THE total cost of the coronavirus crisis to the council’s budget will be more than £30m, the local authority has estimated.

Bury Council already faced a multi-million pound funding gap in its budget which was approved in February, totalling more than £22m over four years.

But the coronavirus crisis is now expected to cost the council an extra £30m.

Incoming council leader Eamonn O’Brien revealed the figures at a cabinet meeting.

He said: “This is quite clearly the biggest financial uncertainty we’ve faced in a very long time – to put it mildly. Yes, we’ve dealt with austerity and cuts for 10 years, and that’s been difficult enough.

“But the biggest challenge we have here is not simply the scale of the financial cost, it’s the fact that it’s so uncertain and so likely to be dependent on factors we simply cannot control – how quickly our economy recovers, how quickly we can lift the lockdown safely, the impact on people’s livelihoods, budgets, ability to pay basics like council tax and rents.”

So far the government has given Bury Council £10.6m in COVID-19 grants.

Cllr O’Brien added: “We obviously welcome any support that we get and, initially, we welcomed the very clear words and commitment from the government that they would do all that they could and whatever it took to support local authorities and the financial impact.

“I still believe that that was the right thing to say at the time and I think the government should stick by that.

“So far, it’s not clear that they are going to, but I think in the interest of being constructive and being serious about this, we just need to make it clear that that commitment is absolutely necessary and ought to be kept. And I keep an open mind as to whether they will.”

Cllr O’Brien, who is currently the cabinet member for housing and finance, confirmed that the council is not expecting to issue a Section 114 Notice, a statutory intervention which effectively declares the council is bankrupt.

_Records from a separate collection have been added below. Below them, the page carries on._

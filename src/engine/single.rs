//! Single-entity drivers
//!
//! [`EntityDriver`] folds every response of one logical request into one
//! accumulator until the batch completion signal. [`RevisionSearch`] is the
//! "potential" variant: it stops as soon as the revision is located.

use super::log_warnings;
use super::types::{AggregateStats, DriverState};
use crate::config::QueryOptions;
use crate::continuation::ResponseSource;
use crate::error::{Error, Result};
use crate::guard::EmptyResponseGovernor;
use crate::locate::{find_page_by_id, find_page_by_title, find_revision_by_id, Page, Revision};
use crate::merge::{merge_values, merge_values_at, ConflictResolver};
use crate::response::Response;
use crate::types::EntityId;
use futures::stream::{self, BoxStream, StreamExt};
use std::sync::Arc;
use tracing::debug;

// ============================================================================
// Targets
// ============================================================================

/// Something a single-entity driver can look up and merge
pub trait EntityTarget: Send {
    /// The aggregated entity
    type Entity: Clone + Send;

    /// Find the target inside one response
    fn locate(&self, response: &Response) -> Option<Self::Entity>;

    /// Merge a newly located partial into the accumulator
    fn merge(
        accumulator: &mut Self::Entity,
        incremental: Self::Entity,
        resolver: &dyn ConflictResolver,
    ) -> Result<()>;

    /// Short description for diagnostics
    fn describe(&self) -> String;
}

/// A page, by title or by id
#[derive(Debug, Clone, PartialEq, Eq)]
pub enum PageTarget {
    /// Located through normalization and redirects
    Title(String),
    /// Located by canonical page id
    Id(EntityId),
}

impl EntityTarget for PageTarget {
    type Entity = Page;

    fn locate(&self, response: &Response) -> Option<Page> {
        match self {
            Self::Title(title) => find_page_by_title(response, title),
            Self::Id(id) => find_page_by_id(response, id),
        }
    }

    fn merge(
        accumulator: &mut Page,
        incremental: Page,
        resolver: &dyn ConflictResolver,
    ) -> Result<()> {
        merge_values(accumulator.attributes_mut(), incremental.attributes(), resolver)
    }

    fn describe(&self) -> String {
        match self {
            Self::Title(title) => format!("page '{title}'"),
            Self::Id(id) => format!("page {id}"),
        }
    }
}

/// A revision by id
#[derive(Debug, Clone, PartialEq, Eq)]
pub struct RevisionTarget(pub EntityId);

impl EntityTarget for RevisionTarget {
    type Entity = Revision;

    fn locate(&self, response: &Response) -> Option<Revision> {
        find_revision_by_id(response, &self.0)
    }

    fn merge(
        accumulator: &mut Revision,
        incremental: Revision,
        resolver: &dyn ConflictResolver,
    ) -> Result<()> {
        merge_values(accumulator.attributes_mut(), incremental.attributes(), resolver)?;
        let Some(page) = incremental.page() else {
            return Ok(());
        };
        match accumulator.page_mut() {
            Some(existing) => {
                merge_values_at(existing.attributes_mut(), page.attributes(), resolver, "page")
            }
            None => {
                accumulator.set_page(Arc::new(page.clone()));
                Ok(())
            }
        }
    }

    fn describe(&self) -> String {
        format!("revision {}", self.0)
    }
}

// ============================================================================
// Entity Driver
// ============================================================================

/// Outcome of one pulled response
#[derive(Debug, Clone, Copy, PartialEq, Eq)]
enum Step {
    Merged,
    Empty,
    Ended,
}

/// Drives one single-entity logical request to completion
pub struct EntityDriver<S, T: EntityTarget> {
    source: S,
    target: T,
    options: QueryOptions,
    governor: EmptyResponseGovernor,
    accumulator: Option<T::Entity>,
    state: DriverState,
    stats: AggregateStats,
}

/// Full page driver
pub type PageDriver<S> = EntityDriver<S, PageTarget>;

/// Full revision driver
pub type RevisionDriver<S> = EntityDriver<S, RevisionTarget>;

/// Accumulator snapshots of a page, one per productive response
pub type IncrementalPages = BoxStream<'static, Result<Page>>;

impl<S: ResponseSource, T: EntityTarget> EntityDriver<S, T> {
    /// Create a driver; its governor is private to this request
    pub fn new(source: S, target: T, options: QueryOptions) -> Self {
        Self {
            source,
            target,
            governor: options.governor(),
            options,
            accumulator: None,
            state: DriverState::Requesting,
            stats: AggregateStats::new(),
        }
    }

    /// Current state
    pub fn state(&self) -> DriverState {
        self.state
    }

    /// Statistics so far
    pub fn stats(&self) -> &AggregateStats {
        &self.stats
    }

    /// The accumulator as merged so far
    pub fn current(&self) -> Option<&T::Entity> {
        self.accumulator.as_ref()
    }

    /// Pull responses until completion and return the merged entity.
    ///
    /// `None` means the request completed without the target ever being
    /// found, e.g. because its title is part of a redirect loop.
    pub async fn run(mut self) -> Result<Option<T::Entity>> {
        while self.step().await? != Step::Ended {}
        self.finish()
    }

    /// Pull and fold one response; `false` once the request has ended
    pub async fn advance(&mut self) -> Result<bool> {
        Ok(self.step().await? != Step::Ended)
    }

    async fn step(&mut self) -> Result<Step> {
        if self.state.is_terminal() {
            return Ok(Step::Ended);
        }
        match self.pull().await {
            Ok(step) => Ok(step),
            Err(e) => {
                debug!(entity = %self.target.describe(), error = %e, "Driver failed");
                self.state = DriverState::Failed;
                Err(e)
            }
        }
    }

    async fn pull(&mut self) -> Result<Step> {
        let Some(response) = self.source.next_response().await? else {
            return Ok(Step::Ended);
        };
        log_warnings(&response);

        let step = match self.target.locate(&response) {
            Some(found) => {
                match self.accumulator.as_mut() {
                    Some(accumulator) => {
                        T::merge(accumulator, found, self.options.conflict_resolver())?;
                    }
                    None => self.accumulator = Some(found),
                }
                self.governor.record(1)?;
                self.stats.add_response(1);
                self.state = DriverState::Accumulating;
                Step::Merged
            }
            None => {
                self.stats.add_response(0);
                self.governor.record(0)?;
                Step::Empty
            }
        };

        if response.is_batch_complete() {
            debug!(
                entity = %self.target.describe(),
                responses = self.stats.responses,
                found = self.accumulator.is_some(),
                "Batch complete"
            );
            self.state = DriverState::Complete;
        }
        Ok(step)
    }

    fn finish(&mut self) -> Result<Option<T::Entity>> {
        if self.state != DriverState::Complete {
            self.state = DriverState::Failed;
            return Err(Error::exhausted(format!(
                "{} never signaled batch completion",
                self.target.describe()
            )));
        }
        let entity = self.accumulator.take();
        if entity.is_some() {
            self.stats.add_entities(1);
        }
        Ok(entity)
    }
}

impl<S: ResponseSource + 'static> PageDriver<S> {
    /// Yield the merged page after every productive response
    pub fn incremental(self) -> IncrementalPages {
        stream::try_unfold(self, |mut driver| async move {
            loop {
                match driver.step().await? {
                    Step::Merged => {
                        let snapshot = driver.accumulator.clone();
                        if let Some(page) = snapshot {
                            return Ok(Some((page, driver)));
                        }
                    }
                    Step::Empty => {}
                    Step::Ended => {
                        driver.finish()?;
                        return Ok::<_, Error>(None);
                    }
                }
            }
        })
        .boxed()
    }
}

// ============================================================================
// Potential Revision Search
// ============================================================================

/// Searches for one revision, stopping as soon as it is located
pub struct RevisionSearch<S> {
    source: S,
    rev_id: EntityId,
    governor: EmptyResponseGovernor,
    state: DriverState,
    stats: AggregateStats,
}

impl<S: ResponseSource> RevisionSearch<S> {
    /// Create a search; its governor is private to this request
    pub fn new(source: S, rev_id: EntityId, options: &QueryOptions) -> Self {
        Self {
            source,
            rev_id,
            governor: options.governor(),
            state: DriverState::Requesting,
            stats: AggregateStats::new(),
        }
    }

    /// Current state
    pub fn state(&self) -> DriverState {
        self.state
    }

    /// Statistics so far
    pub fn stats(&self) -> &AggregateStats {
        &self.stats
    }

    /// Pull one response.
    ///
    /// Yields `Some(None)` for a response without the revision and
    /// `Some(Some(revision))` once it is located; `None` afterwards, after
    /// an error, or when the source runs dry.
    pub async fn next(&mut self) -> Result<Option<Option<Revision>>> {
        if self.state.is_terminal() {
            return Ok(None);
        }
        let step = self.pull().await;
        if step.is_err() {
            self.state = DriverState::Failed;
        }
        step
    }

    async fn pull(&mut self) -> Result<Option<Option<Revision>>> {
        let Some(response) = self.source.next_response().await? else {
            return Ok(None);
        };
        log_warnings(&response);

        match find_revision_by_id(&response, &self.rev_id) {
            Some(revision) => {
                self.governor.record(1)?;
                self.stats.add_response(1);
                self.stats.add_entities(1);
                self.state = DriverState::Complete;
                debug!(rev_id = %self.rev_id, responses = self.stats.responses, "Revision located");
                Ok(Some(Some(revision)))
            }
            None => {
                self.stats.add_response(0);
                self.governor.record(0)?;
                Ok(Some(None))
            }
        }
    }

    /// Pull until the revision is located
    pub async fn find(mut self) -> Result<Revision> {
        while let Some(step) = self.next().await? {
            if let Some(revision) = step {
                return Ok(revision);
            }
        }
        Err(Error::exhausted(format!(
            "revision {} was never found",
            self.rev_id
        )))
    }
}

impl<S: ResponseSource + 'static> RevisionSearch<S> {
    /// The search as a stream of placeholders and the final revision
    pub fn into_stream(self) -> BoxStream<'static, Result<Option<Revision>>> {
        stream::try_unfold(self, |mut search| async move {
            let step = search.next().await?;
            Ok::<_, Error>(step.map(|step| (step, search)))
        })
        .boxed()
    }
}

But he warned councillors of “incredibly difficult decisions” ahead.

Chief finance officer Mike Woodhead told the cabinet he has never known a period of such uncertainty in more than 30 years of working in the public sector.

He said: “The figures we’ve got in the report are our latest best estimates but they will inevitably changed because none of us know how long this is going to go on for, whether there’ll be a second wave, whether vaccines or treatments will be developed and if so when, what’s going to happen with testing, how will government policy change to react to all of this.

“I think inevitably some of the answer will have to come down what we do locally, it’s not just going to be fixed by central government. But we need to lobby as strongly as possible.”

But speaking after the meeting, Conservative councillor Nick Jones blamed the ruling Labour group for mismanging the council’s finances for years.

He said: “Yes, the council has been hit financially in recent weeks due to loss of income. But the state of the finances should have been managed much better in the previous years, notably during his tenure as finance cabinet member.

“The budget deficit is in large due to previous years of the council continuing to miss their own savings targets and has no relation to Covid-19.”